Photo by MICHAEL J. FIELD/AFP/Getty Images

A man from the Pacific Island nation of Kiribati has asked a court in New Zealand for refugee status because of the risks posed by rising sea levels:

Ioane Teitiota, 37, asked New Zealand’s High Court in Auckland to let him appeal a decision that refused him asylum on the grounds his claim fell short of the legal criteria, such as fear of persecution or threats to his life.
Teitiota, who came to New Zealand in 2007 and has three children born there, said he and his family would suffer serious harm if forced to return to Kiribati, because there was no land to which he could safely return.
“There’s no future for us when we go back to Kiribati,” he told the appeal tribunal, adding that a return would pose a risk to his children’s health.

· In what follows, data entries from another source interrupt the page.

//! BigQuery (GoogleSQL) dialect implementation.

use crate::query::TimeGranularity;

use super::Dialect;

#[derive(Debug, Default, Clone, Copy)]
pub struct BigQueryDialect;

impl Dialect for BigQueryDialect {
    fn name(&self) -> &'static str {
        "bigquery"
    }

    fn time_trunc(&self, column: &str, granularity: TimeGranularity) -> String {
        let part = match granularity {
            TimeGranularity::Minute => "MINUTE",
            TimeGranularity::Hour => "HOUR",
            TimeGranularity::Day => "DAY",
            TimeGranularity::Week => "WEEK",
            TimeGranularity::Month => "MONTH",
        };
        format!("TIMESTAMP_TRUNC({column}, {part})")
    }

    fn now_minus(&self, n: u32, unit: &str) -> String {
        format!(
            "TIMESTAMP_SUB(CURRENT_TIMESTAMP(), INTERVAL {n} {})",
            unit.to_uppercase()
        )
    }

    fn period_start(&self, unit: &str) -> String {
        format!(
            "TIMESTAMP_TRUNC(CURRENT_TIMESTAMP(), {})",
            unit.to_uppercase()
        )
    }
}

#[cfg(test)]
mod tests {
    use super::*;

    #[test]
    fn truncates_with_timestamp_trunc() {
        let dialect = BigQueryDialect;
        assert_eq!(
            dialect.time_trunc("ts", TimeGranularity::Hour),
            "TIMESTAMP_TRUNC(ts, HOUR)"
        );
    }

    #[test]
    fn relative_ranges_use_timestamp_sub() {
        let dialect = BigQueryDialect;
        assert_eq!(
            dialect.now_minus(30, "day"),
            "TIMESTAMP_SUB(CURRENT_TIMESTAMP(), INTERVAL 30 DAY)"
        );
        assert_eq!(
            dialect.period_start("month"),
            "TIMESTAMP_TRUNC(CURRENT_TIMESTAMP(), MONTH)"
        );
    }
}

Teitiota certainly isn’t the first climate change refugee–the government of Papua New Guinea has been evacuating the population of the shrinking Cataret Islands since 2003 and more than 32.4 million people were forced to relocate around the world due to extreme weather last year—but his request is unusual in that he’s asking for legal refugee status in another country due to rising sea levels. Last year, Kiribati President Anote Tong announced that he was negotiating with Fiji to by land to move islanders whose homes were under threat. He suggested that the entire nation, most of which lies just six feet above sea level, may eventually need to relocate if mitigation efforts are unsuccessful. The citizenship status of these displaced islanders is likely to be a major dilemma for international law in the coming decades.